Gambaran singkat dan sederhana tersebut menunjukkan
bahwa di tengah-tengah masyarakat selalu terjadi proses-proses sosial yang
kadang sedemikian rumit dan tidak mudah dipahami. Pada kehidupan sosial
terdapat stratifikasi sosial yang tidak selalu dilihat dengan ukuran
tunggal, tetapi majemuk dan bervariatif. Atas dasar adanya strata sosial
itu, maka terjadi dinamika yang diakibatkan oleh adanya kompetisi,
konflik, kooperasi, berorganisasi, saling mempengaruhi, mengkooptasi,
menghegemonik, dan lain-lain.
Selain itu, perilaku masyarakat
juga dibentuk oleh aspek-aspek yang bersifat internal. Misalnya,
bahwa setiap orang dalam berperilaku selalu didorong oleh keinginan, motivasi,
semangat, atau jiwa lain yang menggerakkannya. Kekuatan yang disebutkan itu
masing-masing orang tidak sama, sehingga akan melahirkan perilaku yang
berbeda-beda pula. Tentu masih banyak hal lain yang menjadi kekuatan untuk
melihat perilaku seseorang dan atau masyarakat, misalnya terkait dengan budaya,
adat kebiasaan, sejarah, dan lain-lain.
Berangkat dari pemahaman itu, maka tidak mungkin
kiranya seseorang dalam memahami kehidupan sosial tidak berbekalkan pengetahuan
dasar tentang masyarakat. Seseorang yang ingin tahu secara mendalam, apalagi
bersifat ilmiah, tentang kehidupan sekolah, misalnya, baik terkait dengan
kepemimpinan, manajemen, hubungan kepala sekolah dengan para guru bawahannya,
guru dengan muridnya, dan lembaga pendidikan dengan masyarakatnya, maka tidak
akan mungkin dicapai tanpa mengenal ilmu sosial sebagaimana digambarkan di
muka. Kalau pun dipaksakan, hasil kajiannya tidak akan bersifat mendalam,
hingga sampai pada hakekat yang ingin diketahui.
Lebih jelasnya lagi, masih sebagai contoh, bahwa seorang
peneliti sosial yang sedang mengkaji tentang keterlibatan masyarakat
terhadap suatu lembaga pendidikan, lalu hanya melihat seseorang atau
beberapa orang yang sedang ikut aktif membantu sekolah, lantas menyimpulkan
bahwa telah terjadi partisipasi terhadap sekolah, maka kesimpulan itu
tidak cukup. Bentuk kegiatan semacam itu memiliki makna yang tidak selalu
sederhana. Bisa jadi keterlibatannya itu oleh karena dikooptasi oleh kepala
sekolah, kepala desa, atau bahkan juga ketua pengurus sekolah itu. Peneliti akan
benar-benar berhasil memahami secara mendalam manakala yang bersangkutan memahami tentang
nilai, kepercayaan, posisi lembaga pendidikan itu di masyarakatnya,
pihak-pihak yang berpengaruh, dan seterusnya.

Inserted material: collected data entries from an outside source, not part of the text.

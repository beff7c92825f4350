/// Database migration runner
///
/// This module provides utilities for running and managing database migrations
/// using sqlx's migration system.
///
/// # Migration Files
///
/// Migrations are stored in the `migrations/` directory at the repository
/// root, one `{version}_{name}.sql` file per migration, applied in version
/// order.
///
/// # Example
///
/// ```no_run
/// use easel_shared::db::pool::{create_pool, DatabaseConfig};
/// use easel_shared::db::migrations::{run_migrations, get_migration_status};
///
/// #[tokio::main]
/// async fn main() -> Result<(), Box<dyn std::error::Error>> {
///     let config = DatabaseConfig {
///         url: std::env::var("DATABASE_URL")?,
///         ..Default::default()
///     };
///
///     let pool = create_pool(config).await?;
///
///     // Run all pending migrations
///     run_migrations(&pool).await?;
///
///     // Check status
///     let status = get_migration_status(&pool).await?;
///     println!("Applied {} migrations", status.applied_migrations);
///
///     Ok(())
/// }
/// ```

use sqlx::{migrate::MigrateDatabase, postgres::PgPool, Postgres};
use tracing::{debug, info, warn};

/// Migration status information
#[derive(Debug, Clone)]
pub struct MigrationStatus {
    /// Number of migrations that have been applied
    pub applied_migrations: usize,

    /// Latest applied migration version (timestamp)
    pub latest_version: Option<i64>,

    /// Whether the database schema is up to date
    pub is_up_to_date: bool,
}

/// Runs all pending database migrations
///
/// This function:
/// 1. Checks if migrations table exists (creates if needed)
/// 2. Runs all migrations that haven't been applied yet
/// 3. Returns an error if any migration fails
///
/// # Safety
///
/// Migrations are run in a transaction when possible. If a migration fails,
/// it will be rolled back and an error will be returned.
///
/// # Errors
///
/// Returns an error if:
/// - A migration file is malformed
/// - A migration fails to execute
/// - Database connection is lost during migration
pub async fn run_migrations(pool: &PgPool) -> Result<(), sqlx::migrate::MigrateError> {
    info!("Starting database migrations");

    // Run migrations from the repository-root migrations/ directory
    let migrations = sqlx::migrate!("../migrations");

    match migrations.run(pool).await {
        Ok(()) => {
            info!("All database migrations completed successfully");
            Ok(())
        }
        Err(e) => {
            warn!("Migration failed: {}", e);
            Err(e)
        }
    }
}

/// Gets the current migration status
///
/// Returns information about which migrations have been applied and whether
/// the database is up to date.
///
/// # Errors
///
/// Returns an error if:
/// - Cannot query the migrations table
/// - Database connection fails
pub async fn get_migration_status(pool: &PgPool) -> Result<MigrationStatus, sqlx::Error> {
    debug!("Checking migration status");

    // Check if migrations table exists
    let table_exists: bool = sqlx::query_scalar(
        "SELECT EXISTS (
            SELECT FROM information_schema.tables
            WHERE table_schema = 'public'
            AND table_name = '_sqlx_migrations'
        )",
    )
    .fetch_one(pool)
    .await?;

    if !table_exists {
        debug!("Migrations table does not exist yet");
        return Ok(MigrationStatus {
            applied_migrations: 0,
            latest_version: None,
            is_up_to_date: false,
        });
    }

    // Get the count and latest version of applied migrations
    let (count, latest_version): (i64, Option<i64>) = sqlx::query_as(
        "SELECT
            COUNT(*) as count,
            MAX(version) as latest_version
         FROM _sqlx_migrations
         WHERE success = true",
    )
    .fetch_one(pool)
    .await?;

    debug!(
        applied_migrations = count,
        latest_version = ?latest_version,
        "Migration status retrieved"
    );

    // Note: We can't easily determine if we're "up to date" without parsing
    // the migrations directory, so we'll just return the current state
    Ok(MigrationStatus {
        applied_migrations: count as usize,
        latest_version,
        is_up_to_date: count > 0, // Simplified: assume we're up to date if any migrations applied
    })
}

/// Creates the database if it doesn't exist
///
/// This is useful for development and testing. In production, the database
/// should already exist.
///
/// # Errors
///
/// Returns an error if:
/// - Cannot connect to PostgreSQL server
/// - Don't have permission to create databases
/// - Database creation fails
pub async fn ensure_database_exists(database_url: &str) -> Result<(), sqlx::Error> {
    info!("Checking if database exists");

    if !Postgres::database_exists(database_url).await? {
        info!("Database does not exist, creating it");
        Postgres::create_database(database_url).await?;
        info!("Database created successfully");
    } else {
        debug!("Database already exists");
    }

    Ok(())
}

/// Drops the database (USE WITH CAUTION!)
///
/// This function will delete the entire database and all its data.
/// Only use this in development/testing environments.
///
/// # Safety
///
/// ⚠️  **WARNING**: This function PERMANENTLY DELETES ALL DATA in the database.
/// Never use this in production!
///
/// # Errors
///
/// Returns an error if:
/// - Cannot connect to PostgreSQL server
/// - Don't have permission to drop databases
/// - Database is in use by other connections
pub async fn drop_database(database_url: &str) -> Result<(), sqlx::Error> {
    warn!("⚠️  DROPPING DATABASE: {}", database_url);

    if Postgres::database_exists(database_url).await? {
        Postgres::drop_database(database_url).await?;
        info!("Database dropped successfully");
    } else {
        debug!("Database does not exist, nothing to drop");
    }

    Ok(())
}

Tanpa pengetahuan ilmu sosial, sosiologi,
psikologi, sejarah, dan atropologi, maka pemahaman yang diperoleh akan
bersifat dangkal dan tidak akan berhasil menjawab persoalan yang sebenarnya.
Seringkali peneliti, tatkala akan menulis skripsi, tesis, dan apalagi
disertasi juga mendapat kesulitan di tengah jalan, hingga
usahanya berhenti, tulisannya tidak kunjung selesai. Itu semua sebenarnya
adalah akibat dari penguasaan teori sosial yang kurang memadai.
Tanpa berbekal teori sosial yang cukup, maka usaha untuk memahami kehidupan
sosial selalu menemui kesulitan dan bahkan juga kegagalan. Teori sosial itulah
yang saya maksud dengan pintu memahami masyarakat. Wallahu a’lam.